Bel Air is as exclusive as you can get and still be within bragging distance of the movie studios. It has its own police and its own privacy. I talked my way past the guard at the entrance by telling him I was from the funeral parlor handling “things” for the Shatzkin family. He was properly professional and sympathetic, which means he made it clear he didn’t much care. My car made him a bit suspicious, but I told him it was a loaner while my Rolls was being repaired. The story was idiotic, but the business card I handed him reading “Simon Jennings, Brentwood Funeral Services” was real enough. I had a whole stack of assorted cards given to me as payment by a job printer whose sister-in-law had stolen his 1932 Ford.

I found the house on Chalon Road, a big two-story brick building set back in a wooded area on a hill. It was impressive. A chauffeur was washing a real Rolls in the open garage and trying not to freeze. I knocked at the door, and it was opened almost immediately by a Mexican girl in black who looked so somber that I wasn’t sure whether to believe her.

“Peters,” I said seriously, opening my wallet to show her my identification and knowing she wouldn’t take a close look. “I’m investigating the crime. I’d like to talk to Mrs. Shatzkin.”

The maid stood back, I moved forward, and she said she’d get Mrs. Shatzkin.

I held my hat in my hand and kept my coat on, looking as serious and official as I could. I examined the hall mirror with suspicion and continued to do so when I heard the footsteps behind me and saw Camile Shatzkin in the mirror. I turned to face her.

“Officer?” she started.
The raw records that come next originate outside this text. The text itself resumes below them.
impl DemuxDriver {
    #[allow(clippy::too_many_arguments)]
    pub(crate) fn new(
        container: Box<dyn Container>,
        video: Arc<StreamUnit>,
        audio: Option<Arc<StreamUnit>>,
        clocks: Arc<ClockSet>,
        control: Arc<SeekControl>,
        errors: Arc<ErrorSlot>,
        exit: Arc<ExitFlag>,
        loop_playback: bool,
        chunks_read: Arc<AtomicU64>,
    ) -> Self {
        Self {
            container,
            video,
            audio,
            clocks,
            control,
            errors,
            exit,
            loop_playback,
            state: DriverState::Playing,
            session: None,
            generation: 0,
            chunks_read,
        }
    }

    /// Run until exit, end of source or a fatal error. Hands the container
    /// back for the next run.
    pub(crate) fn run(mut self) -> Box<dyn Container> {
        info!(target: "cadence::demux", audio = self.audio.is_some(), looping = self.loop_playback, "demux driver started");
        loop {
            if self.exit.is_requested() {
                break;
            }
            let step = match self.state {
                DriverState::Playing => self.play(),
                DriverState::WaitingForEndOfStream => self.wait_for_end_of_stream(),
                DriverState::SeekRequested => self.seek_container(),
                DriverState::SeekingToStartFrame => self.seek_to_start_frame(),
                DriverState::SeekingToTargetFrame => self.seek_to_target_frame(),
            };
            match step {
                Ok(()) => {}
                Err(Halt::Cancelled) => {
                    debug!(target: "cadence::demux", state = ?self.state, "demux driver cancelled");
                    break;
                }
                Err(Halt::Finished) => {
                    info!(target: "cadence::demux", "source exhausted, demux driver done");
                    break;
                }
                Err(Halt::WorkerFailed) => {
                    debug!(target: "cadence::demux", "decode worker failed, demux driver stopping");
                    break;
                }
                Err(Halt::Failed(err)) => {
                    error!(target: "cadence::demux", %err, "demux driver failed");
                    self.errors.record(err);
                    break;
                }
            }
        }
        self.container
    }

    fn set_state(&mut self, state: DriverState) {
        trace!(target: "cadence::demux", from = ?self.state, to = ?state, "state change");
        self.state = state;
    }

    /// Units in acknowledgement order: audio first, then video
    fn units(&self) -> impl Iterator<Item = &Arc<StreamUnit>> {
        self.audio.iter().chain(std::iter::once(&self.video))
    }

    fn unit_for(&self, stream: StreamId) -> Option<&Arc<StreamUnit>> {
        self.units().find(|unit| unit.stream_id() == stream)
    }

    fn driving_unit(&self, driving: Driving) -> Arc<StreamUnit> {
        match (driving, &self.audio) {
            (Driving::Audio, Some(audio)) => Arc::clone(audio),
            _ => Arc::clone(&self.video),
        }
    }

    /// Read one chunk and route it. Chunks of unhandled streams are dropped.
    fn produce(&mut self) -> Result<Produced, Halt> {
        let Some(packet) = self.container.read_next_chunk()? else {
            return Ok(Produced::EndOfFile);
        };
        self.chunks_read.fetch_add(1, Ordering::Relaxed);
        let stream = packet.stream;
        let Some(unit) = self.unit_for(stream) else {
            return Ok(Produced::Ignored);
        };
        if !unit.add_chunk(packet, &self.exit) {
            return Err(Halt::Cancelled);
        }
        Ok(Produced::Routed(stream))
    }

    fn push_end_of_stream(&self) {
        for unit in self.units() {
            unit.add_end_of_stream();
        }
    }

    // ========================================================================
    // Playing / looping
    // ========================================================================

    fn play(&mut self) -> Result<(), Halt> {
        if let Some(target) = self.control.take() {
            self.begin_session(target);
            return Ok(());
        }
        match self.produce()? {
            Produced::Routed(_) | Produced::Ignored => Ok(()),
            Produced::EndOfFile => {
                debug!(target: "cadence::demux", "end of container");
                self.push_end_of_stream();
                if self.loop_playback {
                    self.set_state(DriverState::WaitingForEndOfStream);
                    return Ok(());
                }
                if !self.control.close() {
                    // A request arrived meanwhile, the next step handles it
                    return Ok(());
                }
                for unit in self.units() {
                    unit.add_source_exhausted();
                }
                Err(Halt::Finished)
            }
        }
    }

    /// Loop restart: every decoder has flushed its tail and every regular
    /// queue has been consumed, then seek back to zero. A seek request
    /// interrupts the drain wait and takes precedence.
    fn wait_for_end_of_stream(&mut self) -> Result<(), Halt> {
        for unit in self.units() {
            unit.wait_end_of_stream(&self.exit)?;
        }
        for unit in self.units() {
            if !unit.wait_frames_drained(&self.exit) {
                break;
            }
        }
        if self.exit.is_requested() {
            return Err(Halt::Cancelled);
        }
        match self.control.take() {
            Some(target) => self.begin_session(target),
            None => {
                info!(target: "cadence::demux", "looping playback");
                self.control.begin_internal(0.0);
                self.begin_session(0.0);
            }
        }
        Ok(())
    }

    fn begin_session(&mut self, target: f64) {
        for unit in self.units() {
            unit.reset_drain_wait();
        }
        let driving = if self.audio.is_some() { Driving::Audio } else { Driving::Video };
        debug!(target: "cadence::demux", target, ?driving, "seek session started");
        self.session = Some(SeekSession {
            target,
            driving,
            fell_back: false,
            keyframe_cursor: None,
            generation: self.generation,
            source_exhausted: false,
        });
        self.set_state(DriverState::SeekRequested);
    }

    // ========================================================================
    // Seeking
    // ========================================================================

    /// Position the container, then flush every unit into its scratch queue.
    fn seek_container(&mut self) -> Result<(), Halt> {
        let Some(mut session) = self.session else {
            self.set_state(DriverState::Playing);
            return Ok(());
        };
        if let Some(target) = self.control.take() {
            // A newer request restarts the session
            self.begin_session(target);
            return Ok(());
        }

        let driving = self.driving_unit(session.driving);
        let descriptor = driving.descriptor();
        let cursor = session
            .keyframe_cursor
            .unwrap_or_else(|| descriptor.secs_to_ts(session.target));

        if let Err(source) = self.container.seek(descriptor.id, cursor, SeekDirection::Backward) {
            if session.driving == Driving::Audio && !session.fell_back {
                warn!(target: "cadence::demux", %source, "audio seek failed, retrying on video");
                session.driving = Driving::Video;
                session.fell_back = true;
                session.keyframe_cursor = None;
                self.session = Some(session);
                return Ok(());
            }
            return Err(Halt::Failed(PlayerError::Seek(SeekError::Container {
                kind: descriptor.kind,
                target: cursor,
                source,
            })));
        }
        trace!(target: "cadence::demux", stream = descriptor.id, cursor, "container positioned");

        self.generation += 1;
        session.generation = self.generation;
        session.source_exhausted = false;
        for unit in self.units() {
            unit.begin_seek(session.generation, Arc::ptr_eq(unit, &driving));
        }
        for unit in self.units() {
            unit.wait_seek_started(&self.exit)?;
        }
        self.session = Some(session);
        self.set_state(DriverState::SeekingToStartFrame);
        Ok(())
    }

    /// Read until one chunk of the driving stream has been queued.
    fn feed_driver(&mut self, session: &mut SeekSession, driving: &StreamUnit) -> Result<(), Halt> {
        loop {
            match self.produce()? {
                Produced::Routed(stream) if stream == driving.stream_id() => return Ok(()),
                Produced::Routed(_) | Produced::Ignored => {}
                Produced::EndOfFile => {
                    session.source_exhausted = true;
                    self.push_end_of_stream();
                    return Ok(());
                }
            }
        }
    }

    fn seek_to_start_frame(&mut self) -> Result<(), Halt> {
        let Some(mut session) = self.session else {
            self.set_state(DriverState::Playing);
            return Ok(());
        };
        let driving = self.driving_unit(session.driving);

        match driving.wait_decode_result(session.generation, &self.exit)? {
            // End of stream is queued; the decoder still flushes what it holds
            DecodeResult::NeedMoreInput if session.source_exhausted => {}
            DecodeResult::NeedMoreInput => self.feed_driver(&mut session, &driving)?,
            DecodeResult::EndOfStream => return self.finish_seek(session, Vec::new(), false),
            DecodeResult::Fatal => return Err(Halt::WorkerFailed),
            DecodeResult::FrameReady => {
                let Some(frame) = driving.pop_scratch() else {
                    return Ok(());
                };
                let at_stream_start = frame.first_chunk_dts <= driving.descriptor().start_ts();
                let overshot = match frame.pts {
                    Pts::Secs(pts) => pts > session.target + PTS_EPSILON,
                    Pts::Unset | Pts::Infinite => true,
                };
                if overshot && !at_stream_start {
                    let cursor = frame.first_chunk_dts - 1;
                    if session.keyframe_cursor.map_or(true, |previous| cursor < previous) {
                        debug!(target: "cadence::demux", pts = ?frame.pts, cursor, "landed past target, moving keyframe cursor back");
                        session.keyframe_cursor = Some(cursor);
                        self.session = Some(session);
                        self.set_state(DriverState::SeekRequested);
                        return Ok(());
                    }
                }
                let early = matches!(frame.pts, Pts::Secs(pts) if pts < session.target - PTS_EPSILON);
                if !early {
                    return self.finish_seek(session, vec![frame], true);
                }
                self.set_state(DriverState::SeekingToTargetFrame);
            }
        }
        self.session = Some(session);
        Ok(())
    }

    fn seek_to_target_frame(&mut self) -> Result<(), Halt> {
        let Some(mut session) = self.session else {
            self.set_state(DriverState::Playing);
            return Ok(());
        };
        let driving = self.driving_unit(session.driving);

        match driving.wait_decode_result(session.generation, &self.exit)? {
            // End of stream is queued; the decoder still flushes what it holds
            DecodeResult::NeedMoreInput if session.source_exhausted => {}
            DecodeResult::NeedMoreInput => self.feed_driver(&mut session, &driving)?,
            DecodeResult::EndOfStream => return self.finish_seek(session, Vec::new(), false),
            DecodeResult::Fatal => return Err(Halt::WorkerFailed),
            DecodeResult::FrameReady => {
                if let Some(frame) = driving.pop_scratch() {
                    let reached = match frame.pts {
                        Pts::Secs(pts) => pts >= session.target - PTS_EPSILON,
                        Pts::Unset | Pts::Infinite => true,
                    };
                    if reached {
                        return self.finish_seek(session, vec![frame], true);
                    }
                }
            }
        }
        self.session = Some(session);
        Ok(())
    }

    /// Hand the landing frames to the driving unit and resume playback.
    ///
    /// With `drain`, frames the decoder can still produce without more input
    /// are collected as extra landing frames first.
    fn finish_seek(&mut self, session: SeekSession, mut landing: Vec<Frame>, drain: bool) -> Result<(), Halt> {
        let driving = self.driving_unit(session.driving);
        if drain {
            loop {
                match driving.wait_decode_result(session.generation, &self.exit)? {
                    DecodeResult::FrameReady => landing.extend(driving.pop_scratch()),
                    DecodeResult::NeedMoreInput | DecodeResult::EndOfStream => break,
                    DecodeResult::Fatal => return Err(Halt::WorkerFailed),
                }
            }
        }
        for frame in &mut landing {
            if !frame.pts.is_set() {
                frame.pts = Pts::Secs(session.target);
            }
        }

        let landed = landing.first().map(|frame| frame.pts);
        let count = landing.len();
        let mut landing = Some(landing);
        for unit in self.units() {
            let frames = if Arc::ptr_eq(unit, &driving) {
                landing.take().unwrap_or_default()
            } else {
                Vec::new()
            };
            unit.end_seek(session.target, frames);
        }
        self.clocks.reset_audio();
        self.control.complete();
        self.session = None;
        info!(target: "cadence::demux", target = session.target, landed = ?landed, frames = count, "seek finished");
        self.set_state(DriverState::Playing);
        Ok(())
    }
}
She was a good-looking woman, dark, dressed in black, with her hair worn up in one of those complicated hairdos. She was a little plump, but certainly not little. She reminded me in some ways of my former wife Anne, but in some ways she didn’t. Camile Shatzkin’s furrowed brow and wringing hands complete with handkerchief evoked Kay Francis in a melodrama, and Kay Francis was always up to something.
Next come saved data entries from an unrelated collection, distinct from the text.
impl Player {
    /// Open `path` with `backend`. Fails if the media has no video stream.
    /// A missing or unusable audio decoder downgrades to video-only.
    pub fn open(backend: &dyn MediaBackend, path: impl AsRef<Path>, config: EngineConfig) -> Result<Self, PlayerError> {
        config.validate()?;
        let path = path.as_ref().to_path_buf();
        let OpenedMedia { container, streams } = backend.open(&path)?;

        let video_stream = streams
            .iter()
            .find(|stream| stream.kind == StreamKind::Video)
            .cloned()
            .ok_or(OpenError::NoVideoStream)?;
        let audio_stream = streams.iter().find(|stream| stream.kind == StreamKind::Audio).cloned();

        let clocks = Arc::new(ClockSet::new());
        let budget = Arc::new(ChunkBudget::new(config.chunk_budget_bytes));
        let errors = Arc::new(ErrorSlot::default());
        let discard = Arc::new(AtomicBool::new(false));

        let video_decoder = container.create_decoder(&video_stream)?;
        let video = Arc::new(StreamUnit::new(
            video_stream,
            video_decoder,
            Arc::clone(&budget),
            &config,
            Some(Arc::new(VideoClockReset(Arc::clone(&clocks))) as Arc<dyn QueueListener>),
            Arc::clone(&errors),
        ));

        let audio = match audio_stream {
            Some(stream) => match container.create_decoder(&stream) {
                Ok(decoder) => {
                    let listener = AudioClockReset {
                        clocks: Arc::clone(&clocks),
                        discard: Arc::clone(&discard),
                    };
                    Some(Arc::new(StreamUnit::new(
                        stream,
                        decoder,
                        Arc::clone(&budget),
                        &config,
                        Some(Arc::new(listener) as Arc<dyn QueueListener>),
                        Arc::clone(&errors),
                    )))
                }
                Err(err) => {
                    warn!(target: "cadence::player", %err, "audio decoder unavailable, playing video only");
                    None
                }
            },
            None => None,
        };

        info!(
            target: "cadence::player",
            path = %path.display(),
            backend = backend.name(),
            streams = streams.len(),
            audio = audio.is_some(),
            "media opened"
        );

        Ok(Self {
            path,
            streams,
            video,
            audio,
            clocks,
            budget,
            control: Arc::new(SeekControl::default()),
            errors,
            container: Arc::new(Mutex::new(Some(container))),
            threads: Mutex::new(Threads::default()),
            playing: AtomicBool::new(false),
            demux_done: Arc::new(AtomicBool::new(false)),
            audio_running: AtomicBool::new(false),
            decode_audio: AtomicBool::new(config.decode_audio),
            looping: AtomicBool::new(config.loop_playback),
            speed: AtomicU64::new(config.speed.to_bits()),
            last_time: AtomicPts::new(Pts::Unset),
            audio_out: Mutex::new(AudioOutput::new(discard)),
            last_error: Mutex::new(None),
            chunks_read: Arc::new(AtomicU64::new(0)),
            config,
        })
    }

    // ========================================================================
    // Playback control
    // ========================================================================

    /// Start (or restart) playback at `at` seconds.
    pub fn start(&self, at: f64) -> Result<(), PlayerError> {
        self.stop(true);
        let target = self.clamp_target(at);
        let container = self
            .container
            .lock()
            .take()
            .ok_or(PlayerError::Unavailable("container"))?;
        let audio = self.audio.as_ref().filter(|_| self.decode_audio()).cloned();

        self.errors.clear();
        self.control.request(target);
        self.demux_done.store(false, Ordering::SeqCst);
        self.audio_running.store(audio.is_some(), Ordering::SeqCst);
        self.last_time.store(Pts::Secs(target));

        let mut threads = self.threads.lock();
        for unit in std::iter::once(&self.video).chain(audio.iter()) {
            let exit = Arc::new(ExitFlag::new());
            match unit.spawn_worker(Arc::clone(&exit)) {
                Ok(handle) => threads.decoders.push(Worker { exit, handle }),
                Err(err) => {
                    drop(threads);
                    *self.container.lock() = Some(container);
                    self.stop(true);
                    return Err(err);
                }
            }
        }

        let exit = Arc::new(ExitFlag::new());
        let driver = DemuxDriver::new(
            container,
            Arc::clone(&self.video),
            audio.clone(),
            Arc::clone(&self.clocks),
            Arc::clone(&self.control),
            Arc::clone(&self.errors),
            Arc::clone(&exit),
            self.looping.load(Ordering::SeqCst),
            Arc::clone(&self.chunks_read),
        );
        let slot = Arc::clone(&self.container);
        let done = Arc::clone(&self.demux_done);
        let spawned = thread::Builder::new()
            .name("cadence-demux".into())
            .spawn(move || {
                let container = driver.run();
                *slot.lock() = Some(container);
                done.store(true, Ordering::SeqCst);
            });
        match spawned {
            Ok(handle) => threads.demux = Some(Worker { exit, handle }),
            Err(source) => {
                drop(threads);
                self.stop(true);
                return Err(PlayerError::Spawn {
                    name: "cadence-demux".into(),
                    source,
                });
            }
        }

        self.playing.store(true, Ordering::SeqCst);
        info!(target: "cadence::player", at = target, audio = audio.is_some(), "playback started");
        Ok(())
    }

    /// Stop playback. Safe to call repeatedly.
    ///
    /// With `blocking` the engine threads are joined before returning;
    /// otherwise they are only told to exit and get joined by the next
    /// `start` or blocking `stop`.
    pub fn stop(&self, blocking: bool) {
        let mut threads = self.threads.lock();
        let was_playing = self.playing.swap(false, Ordering::SeqCst);

        // Demux first, it may be waiting on a decode worker
        if let Some(demux) = &threads.demux {
            demux.exit.request();
        }
        self.budget.wake_all();
        self.wake_units();
        for worker in &threads.decoders {
            worker.exit.request();
        }
        self.wake_units();

        if blocking {
            if let Some(demux) = threads.demux.take() {
                join(demux);
            }
            for worker in threads.decoders.drain(..) {
                join(worker);
            }
        }
        drop(threads);

        for unit in self.units() {
            unit.clear();
        }
        self.clocks.reset_all();
        self.control.reset();
        self.audio_out.lock().reset();
        if was_playing {
            info!(target: "cadence::player", blocking, "playback stopped");
        }
    }

    /// Request a seek to `secs`. Restarts playback if the source was already
    /// played to the end.
    pub fn seek(&self, secs: f64) -> Result<(), PlayerError> {
        if !self.is_playing() {
            debug!(target: "cadence::player", secs, "seek ignored, not playing");
            return Ok(());
        }
        let target = self.clamp_target(secs);
        if !self.control.request(target) {
            info!(target: "cadence::player", target, "restarting finished playback for seek");
            return self.start(target);
        }
        for unit in self.units() {
            unit.interrupt_drain_wait();
        }
        info!(target: "cadence::player", target, "seek requested");
        Ok(())
    }

    /// Advance presentation by `delta_secs` of wall-clock time and return the
    /// frame to display, if a new one is due.
    pub fn tick(&self, delta_secs: f64) -> Result<Option<Frame>, PlayerError> {
        self.check_error()?;
        if !self.is_playing() {
            return Ok(None);
        }
        let clock = if self.audio_active() {
            self.clocks.audio_play()
        } else {
            self.advance_system_clock(delta_secs)
        };
        if let Pts::Secs(_) = clock {
            self.last_time.store(clock);
        }
        let frame = self.video.try_pop_ready(clock);
        match &frame {
            Some(frame) => trace!(target: "cadence::player", pts = ?frame.pts, clock = ?clock, "frame presented"),
            None if self.playback_finished() => {
                info!(target: "cadence::player", "playback finished");
                self.stop(true);
            }
            None => {}
        }
        Ok(frame)
    }

    fn advance_system_clock(&self, delta_secs: f64) -> Pts {
        let delta = delta_secs.max(0.0) * self.speed();
        if delta > self.config.max_tick_delta_secs {
            debug!(target: "cadence::player", delta, "tick delta too large, resyncing clock");
            self.clocks.set_system(Pts::Unset);
        } else {
            self.clocks.advance_system(delta);
        }
        if !self.clocks.system().is_set() {
            if let Some(front) = self.video.peek_front() {
                self.clocks.set_system(front);
            }
        }
        self.clocks.system()
    }

    fn playback_finished(&self) -> bool {
        if !self.demux_done.load(Ordering::SeqCst) || !self.video.is_finished() {
            return false;
        }
        match (&self.audio, self.audio_active()) {
            (Some(audio), true) => audio.is_finished(),
            _ => true,
        }
    }

    /// Report and stop on an error raised by an engine thread.
    fn check_error(&self) -> Result<(), PlayerError> {
        let Some(err) = self.errors.take() else {
            return Ok(());
        };
        error!(target: "cadence::player", %err, "playback failed");
        *self.last_error.lock() = Some(err.to_string());
        self.stop(true);
        Err(err)
    }

    /// Playback position in seconds. While a seek is in progress this is the
    /// seek target; when no clock is set it is the last known position.
    pub fn current_time(&self) -> f64 {
        if self.errors.is_set() {
            let _ = self.check_error();
        }
        if self.control.is_seeking() {
            if let Some(target) = self.control.target().secs() {
                return target;
            }
        }
        match self.clocks.presentation(self.audio_active()) {
            Pts::Secs(now) => {
                self.last_time.store(Pts::Secs(now));
                now
            }
            _ => self.last_time.load().secs().unwrap_or(0.0),
        }
    }

    /// Fill a host audio buffer in `format`. Returns false when no audio is
    /// being played (no audio stream, audio disabled, or stopped).
    pub fn fill_audio_buffer(&self, buffer: &mut [u8], format: &AudioFormat) -> bool {
        let Some(audio) = self.audio.as_ref() else {
            return false;
        };
        if !self.is_playing() || !self.audio_active() {
            return false;
        }
        let mut output = self.audio_out.lock();
        match output.fill(buffer, format, audio, &self.clocks) {
            Ok(()) => true,
            Err(err) => {
                warn!(target: "cadence::player", %err, "audio conversion failed");
                self.errors.record(PlayerError::Audio(err));
                false
            }
        }
    }

    // ========================================================================
    // Settings
    // ========================================================================

    /// Playback rate for the system clock. Audio-driven playback is not
    /// affected.
    pub fn set_speed(&self, speed: f64) -> Result<(), PlayerError> {
        if !(speed.is_finite() && speed > 0.0) {
            return Err(ConfigError::Invalid(format!("speed must be positive, got {speed}")).into());
        }
        self.speed.store(speed.to_bits(), Ordering::SeqCst);
        Ok(())
    }

    pub fn speed(&self) -> f64 {
        f64::from_bits(self.speed.load(Ordering::SeqCst))
    }

    /// Takes effect on the next `start`.
    pub fn set_looping(&self, looping: bool) {
        self.looping.store(looping, Ordering::SeqCst);
    }

    pub fn is_looping(&self) -> bool {
        self.looping.load(Ordering::SeqCst)
    }

    /// Takes effect on the next `start`.
    pub fn set_decode_audio(&self, enabled: bool) {
        self.decode_audio.store(enabled, Ordering::SeqCst);
    }

    pub fn decode_audio(&self) -> bool {
        self.decode_audio.load(Ordering::SeqCst)
    }

    // ========================================================================
    // State & metadata
    // ========================================================================

    pub fn is_playing(&self) -> bool {
        self.playing.load(Ordering::SeqCst)
    }

    pub fn is_seeking(&self) -> bool {
        self.control.is_seeking()
    }

    /// Audio is decoded and drives presentation
    pub fn audio_active(&self) -> bool {
        self.audio_running.load(Ordering::SeqCst)
    }

    pub fn has_audio(&self) -> bool {
        self.audio.is_some()
    }

    pub fn path(&self) -> &Path {
        &self.path
    }

    pub fn streams(&self) -> &[StreamDescriptor] {
        &self.streams
    }

    pub fn width(&self) -> u32 {
        self.video.descriptor().width
    }

    pub fn height(&self) -> u32 {
        self.video.descriptor().height
    }

    pub fn frame_rate(&self) -> Option<f64> {
        self.video.descriptor().frame_rate?.as_f64()
    }

    /// Longest declared stream duration, in seconds
    pub fn duration(&self) -> Option<f64> {
        self.units()
            .filter_map(|unit| unit.descriptor().duration_secs())
            .reduce(f64::max)
    }

    pub fn last_error(&self) -> Option<String> {
        self.last_error.lock().clone()
    }

    pub fn stats(&self) -> PlayerStats {
        let video = self.video.frame_stats();
        PlayerStats {
            frames_presented: video.presented,
            frames_dropped: video.dropped,
            video_frames_buffered: video.buffered,
            audio_frames_buffered: self.audio.as_ref().map_or(0, |audio| audio.frame_stats().buffered),
            chunk_bytes_in_flight: self.budget.in_use(),
            chunk_budget_peak: self.budget.peak(),
            chunk_budget_ceiling: self.budget.ceiling(),
            chunks_read: self.chunks_read.load(Ordering::Relaxed),
        }
    }

    fn units(&self) -> impl Iterator<Item = &Arc<StreamUnit>> {
        self.audio.iter().chain(std::iter::once(&self.video))
    }

    fn wake_units(&self) {
        for unit in self.units() {
            unit.wake_all();
        }
    }

    fn clamp_target(&self, secs: f64) -> f64 {
        let secs = if secs.is_finite() { secs.max(0.0) } else { 0.0 };
        match self.duration() {
            Some(duration) => secs.min(duration),
            None => secs,
        }
    }
}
“Peters,” I said and then before she could think of questions, “Officer Cawelti talked to you, but a few things have come up since last night that I need confirmation on.”

“I’m not sure…” she began, looking back into the house for someone who didn’t come. “It’s been a very… horrible… I’m sure you understand.”

“Fully,” I said sympathetically, “but this will only take a few minutes.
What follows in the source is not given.